┌─ Exercise data
use std::collections::BTreeSet;

use chrono::Utc;

use crate::storage::ProgressStore;

use super::types::{Comment, EmojiStatus, ItemState, ItemStates, Tag};

/// Store key for the bookmarked-lessons set (shared across subjects).
pub const BOOKMARKS_KEY: &str = "bookmarked-lessons";

// ============================================================================
// Write Outcome
// ============================================================================

/// Result of one mutation against the tracker.
///
/// `changed == false` means the mutation was an idempotent no-op: nothing was
/// written to memory or the store. `persisted == false` means the in-memory
/// change applied but the durable write failed — the caller surfaces that as
/// a warning, never as a rollback.
#[derive(Debug, Clone, Copy, PartialEq, Eq)]
pub struct WriteOutcome {
    pub changed: bool,
    pub persisted: bool,
}

impl WriteOutcome {
    pub(crate) const UNCHANGED: WriteOutcome = WriteOutcome {
        changed: false,
        persisted: true,
    };
}

// ============================================================================
// ProgressTracker
// ============================================================================

/// The per-user mutable overlay for one subject, write-through to the
/// persistence port.
///
/// Reads are in-memory and immediate; every effective mutation serializes the
/// overlay snapshot under `progress-<subjectId>` (bookmarks under their own
/// key). The tracker never talks to a concrete storage API — any
/// [`ProgressStore`] adapter will do.
pub struct ProgressTracker<S> {
    subject_id: String,
    progress_key: String,
    states: ItemStates,
    bookmarks: BTreeSet<String>,
    store: S,
}

impl<S: ProgressStore> ProgressTracker<S> {
    /// Load the overlay for `subject_id` from the store.
    ///
    /// A missing snapshot starts empty; a snapshot that fails to read or
    /// parse also starts empty, with a warning — stale progress is
    /// recoverable, a refusal to start is not.
    pub async fn open(subject_id: impl Into<String>, store: S) -> Self {
        let subject_id = subject_id.into();
        let progress_key = format!("progress-{subject_id}");

        let states = match store.get(&progress_key).await {
            Ok(Some(value)) => serde_json::from_value(value).unwrap_or_else(|e| {
                tracing::warn!(key = %progress_key, error = %e, "Corrupt progress snapshot, starting empty");
                ItemStates::default()
            }),
            Ok(None) => ItemStates::default(),
            Err(e) => {
                tracing::warn!(key = %progress_key, error = %e, "Failed to load progress, starting empty");
                ItemStates::default()
            }
        };

        let bookmarks = match store.get(BOOKMARKS_KEY).await {
            Ok(Some(value)) => serde_json::from_value(value).unwrap_or_else(|e| {
                tracing::warn!(error = %e, "Corrupt bookmark list, starting empty");
                BTreeSet::new()
            }),
            Ok(None) => BTreeSet::new(),
            Err(e) => {
                tracing::warn!(error = %e, "Failed to load bookmarks, starting empty");
                BTreeSet::new()
            }
        };

        Self {
            subject_id,
            progress_key,
            states,
            bookmarks,
            store,
        }
    }

    pub fn subject_id(&self) -> &str {
        &self.subject_id
    }

    pub fn progress_key(&self) -> &str {
        &self.progress_key
    }

    /// Read-only view of the overlay for the aggregation layer.
    pub fn states(&self) -> &ItemStates {
        &self.states
    }

    pub fn bookmarks(&self) -> &BTreeSet<String> {
        &self.bookmarks
    }

    pub fn is_bookmarked(&self, lesson_id: &str) -> bool {
        self.bookmarks.contains(lesson_id)
    }

    pub(crate) fn store(&self) -> &S {
        &self.store
    }

    // ========================================================================
    // Mutations
    // ========================================================================

    pub async fn set_completed(&mut self, id: &str, completed: bool) -> WriteOutcome {
        self.update(id, |s| s.completed = completed).await
    }

    pub async fn set_hidden(&mut self, id: &str, hidden: bool) -> WriteOutcome {
        self.update(id, |s| s.hidden = hidden).await
    }

    pub async fn set_collapsed(&mut self, id: &str, collapsed: bool) -> WriteOutcome {
        self.update(id, |s| s.collapsed = collapsed).await
    }

    pub async fn set_emoji(&mut self, id: &str, emoji: EmojiStatus) -> WriteOutcome {
        self.update(id, |s| s.emoji = emoji).await
    }

    /// Add a tag, deduplicated by tag id: re-adding an existing id is a
    /// no-op, like every other idempotent setter.
    pub async fn add_tag(&mut self, id: &str, tag: Tag) -> WriteOutcome {
        self.update(id, |s| {
            if !s.tags.iter().any(|t| t.id == tag.id) {
                s.tags.push(tag);
            }
        })
        .await
    }

    pub async fn remove_tag(&mut self, id: &str, tag_id: &str) -> WriteOutcome {
        self.update(id, |s| s.tags.retain(|t| t.id != tag_id)).await
    }

    /// Append a comment. Unlike the setters this is never a no-op: every call
    /// appends, in insertion order. Returns the created comment alongside the
    /// outcome.
    pub async fn add_comment(&mut self, id: &str, text: String) -> (WriteOutcome, Comment) {
        let mut state = self.states.get(id).clone();
        let comment = Comment {
            id: state.comments.iter().map(|c| c.id).max().unwrap_or(0) + 1,
            text,
            timestamp: Utc::now().timestamp(),
        };
        state.comments.push(comment.clone());
        self.states.put(id, state);

        let persisted = self.persist_states().await;
        (
            WriteOutcome {
                changed: true,
                persisted,
            },
            comment,
        )
    }

    /// Set or clear the user's objective-text override.
    pub async fn set_text_override(&mut self, id: &str, text: Option<String>) -> WriteOutcome {
        self.update(id, |s| s.text_override = text).await
    }

    /// Flip a lesson's bookmark. Bookmarks live under their own store key.
    pub async fn toggle_bookmark(&mut self, lesson_id: &str) -> WriteOutcome {
        if !self.bookmarks.remove(lesson_id) {
            self.bookmarks.insert(lesson_id.to_owned());
        }
        let persisted = match serde_json::to_value(&self.bookmarks) {
            Ok(value) => match self.store.set(BOOKMARKS_KEY, value).await {
                Ok(()) => true,
                Err(e) => {
                    tracing::warn!(key = BOOKMARKS_KEY, error = %e, "Bookmark write failed");
                    false
                }
            },
            Err(e) => {
                tracing::warn!(error = %e, "Bookmark encode failed");
                false
            }
        };
        WriteOutcome {
            changed: true,
            persisted,
        }
    }

    // ========================================================================
    // Internal Helpers
    // ========================================================================

    /// Apply a mutation to one item's state. Equal-value writes are detected
    /// by comparison and skipped entirely (no store write, no re-render
    /// trigger for the caller).
    async fn update(&mut self, id: &str, f: impl FnOnce(&mut ItemState)) -> WriteOutcome {
        let old = self.states.get(id);
        let mut new = old.clone();
        f(&mut new);
        if new == *old {
            return WriteOutcome::UNCHANGED;
        }

        self.states.put(id, new);
        let persisted = self.persist_states().await;
        WriteOutcome {
            changed: true,
            persisted,
        }
    }

    /// Write the overlay snapshot through to the store. The in-memory state
    /// is already updated and stays updated whatever happens here.
    async fn persist_states(&self) -> bool {
        let value = match serde_json::to_value(&self.states) {
            Ok(value) => value,
            Err(e) => {
                tracing::warn!(key = %self.progress_key, error = %e, "Snapshot encode failed");
                return false;
            }
        };
        match self.store.set(&self.progress_key, value).await {
            Ok(()) => true,
            Err(e) => {
                tracing::warn!(key = %self.progress_key, error = %e, "Progress write failed");
                false
            }
        }
    }
}
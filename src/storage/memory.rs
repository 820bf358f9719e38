use std::collections::HashMap;
use std::sync::atomic::{AtomicBool, Ordering};
use std::sync::{Arc, Mutex};

use super::types::StorageError;
use super::ProgressStore;

// ============================================================================
// MemoryStore
// ============================================================================

/// In-memory [`ProgressStore`] adapter.
///
/// Used by tests and as a fallback when no durable store is available.
/// Cloning shares the underlying map, so a test can hand a clone to a session
/// and still inspect what was written. `fail_writes` makes every subsequent
/// `set` fail, for exercising persistence-failure semantics.
#[derive(Debug, Clone, Default)]
pub struct MemoryStore {
    inner: Arc<Mutex<HashMap<String, serde_json::Value>>>,
    fail_writes: Arc<AtomicBool>,
}

impl MemoryStore {
    pub fn new() -> Self {
        Self::default()
    }

    /// Toggle injected write failures.
    pub fn fail_writes(&self, fail: bool) {
        self.fail_writes.store(fail, Ordering::SeqCst);
    }

    /// Direct read for test assertions, bypassing the async port.
    pub fn peek(&self, key: &str) -> Option<serde_json::Value> {
        self.inner.lock().expect("store lock poisoned").get(key).cloned()
    }
}

impl ProgressStore for MemoryStore {
    async fn get(&self, key: &str) -> Result<Option<serde_json::Value>, StorageError> {
        Ok(self.inner.lock().expect("store lock poisoned").get(key).cloned())
    }

    async fn set(&self, key: &str, value: serde_json::Value) -> Result<(), StorageError> {
        if self.fail_writes.load(Ordering::SeqCst) {
            return Err(StorageError::Unavailable("injected write failure".into()));
        }
        self.inner
            .lock()
            .expect("store lock poisoned")
            .insert(key.to_owned(), value);
        Ok(())
    }
}
//! Read-only content tree: subjects, topics, lessons, objectives, sections.
//!
//! Content is authored externally and loaded once per session; the state core
//! never creates, deletes, or mutates content entities. Everything the user
//! changes lives in the overlay (`state` module), keyed by the ids defined
//! here.

mod loader;
mod model;

pub use loader::ContentLibrary;
pub use model::{
    ContentError, ContentIndex, Flashcard, ItemLevel, Lesson, Objective, QuizQuestion, Section,
    Subject, Topic,
};
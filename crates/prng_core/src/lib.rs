//! # prng_core: Deterministic Pseudo-Random Generation
//!
//! Reproducible pseudo-random number generators for procedural content and
//! simulation code that must replay bit-for-bit across builds and platforms.
//!
//! ## Generators
//!
//! - [`PseudoRandom`]: legacy 15-bit linear congruential generator
//! - [`PcgRandom`]: 64-bit state, 32-bit output permuted congruential
//!   generator (PCG-XSH-RR); the primary workhorse
//!
//! ## Sampling
//!
//! - [`sampling::range`]: bias-free bounded sampling shared by both
//!   generators through [`RawGenerator`]
//! - [`sampling::distribution`]: Irwin–Hall approximation of a normal
//!   distribution built from repeated range draws
//!
//! ## Determinism
//!
//! Identical seeds always reproduce identical output sequences. Seeding from
//! the wall clock is explicit (see [`seed`]) and never happens implicitly.
//!
//! Neither generator is suitable for cryptographic use.
//!
//! ## Usage Example
//!
//! ```rust
//! use prng_core::{PcgRandom, PseudoRandom};
//!
//! let mut pcg = PcgRandom::with_sequence(814538, 998877);
//! assert_eq!(pcg.next(), 0x48c5_93f8);
//!
//! let mut legacy = PseudoRandom::new(814538);
//! assert_eq!(legacy.next(), 0x02fa);
//!
//! let roll = pcg.range(1, 6).expect("valid range");
//! assert!((1..=6).contains(&roll));
//! ```

pub mod error;
pub mod generators;
pub mod sampling;
pub mod seed;

pub use error::PrngError;
pub use generators::{PcgRandom, PseudoRandom};
pub use sampling::{NormalApprox, RawGenerator};
pub use seed::{Clock, FixedClock, SystemClock};
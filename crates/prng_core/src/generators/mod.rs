//! # Pseudo-random generators
//!
//! Two independent, self-contained generators:
//!
//! - [`legacy`]: [`PseudoRandom`], a 32-bit state linear congruential
//!   generator with 15-bit output. Kept for sequences that must match data
//!   generated with it.
//! - [`pcg`]: [`PcgRandom`], a PCG-XSH-RR generator with 64-bit state and
//!   32-bit output. Preferred for new code.
//!
//! ## Design Rationale
//!
//! - **Reproducibility**: output depends only on the seed arguments; no
//!   global or thread-local state is consulted
//! - **Value semantics**: generators are `Copy`; cloning forks the sequence
//! - **No locking**: an instance is mutable state for one owner; share across
//!   threads by giving each thread its own instance

pub mod legacy;
pub mod pcg;

pub use legacy::PseudoRandom;
pub use pcg::PcgRandom;
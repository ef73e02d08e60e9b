//! Error types for bounded and distribution sampling.

use thiserror::Error;

/// Errors raised by generator sampling operations.
///
/// Every variant is detected before the generator is advanced, so a failed
/// call never consumes output from the sequence.
///
/// # Variants
///
/// - `InvalidRange`: lower bound greater than upper bound
/// - `RangeTooLarge`: span wider than the generator can sample uniformly
/// - `InvalidTrialCount`: normal approximation requested with zero trials
///
/// # Examples
///
/// ```
/// use prng_core::PrngError;
///
/// let err = PrngError::InvalidRange { min: 5, max: 1 };
/// assert_eq!(format!("{}", err), "Invalid range: min 5 is greater than max 1");
/// ```
#[derive(Error, Debug, Clone, Copy, PartialEq, Eq)]
pub enum PrngError {
    /// The requested lower bound exceeds the upper bound.
    #[error("Invalid range: min {min} is greater than max {max}")]
    InvalidRange {
        /// Requested lower bound
        min: i32,
        /// Requested upper bound
        max: i32,
    },

    /// The requested span (`max - min`) exceeds the generator's limit.
    #[error("Range too large: span {span} exceeds limit {limit}")]
    RangeTooLarge {
        /// Requested span, `max - min`
        span: u32,
        /// Largest span the generator accepts
        limit: u32,
    },

    /// The normal approximation needs at least one trial.
    #[error("Invalid trial count {0}: must be at least 1")]
    InvalidTrialCount(u32),
}

#[cfg(test)]
mod tests {
    use super::*;

    #[test]
    fn test_error_display() {
        let err = PrngError::RangeTooLarge {
            span: 4000,
            limit: 3276,
        };
        assert_eq!(
            err.to_string(),
            "Range too large: span 4000 exceeds limit 3276"
        );

        let err = PrngError::InvalidTrialCount(0);
        assert!(err.to_string().contains("Invalid trial count 0"));
    }

    #[test]
    fn test_error_is_std_error() {
        fn assert_error<E: std::error::Error + Send + Sync + 'static>(_: &E) {}
        assert_error(&PrngError::InvalidRange { min: 1, max: 0 });
    }
}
└─
● What is expected
Considering only lines that contain the word "idempotent", say how many there are in the data, with no other text.

● Final answer
2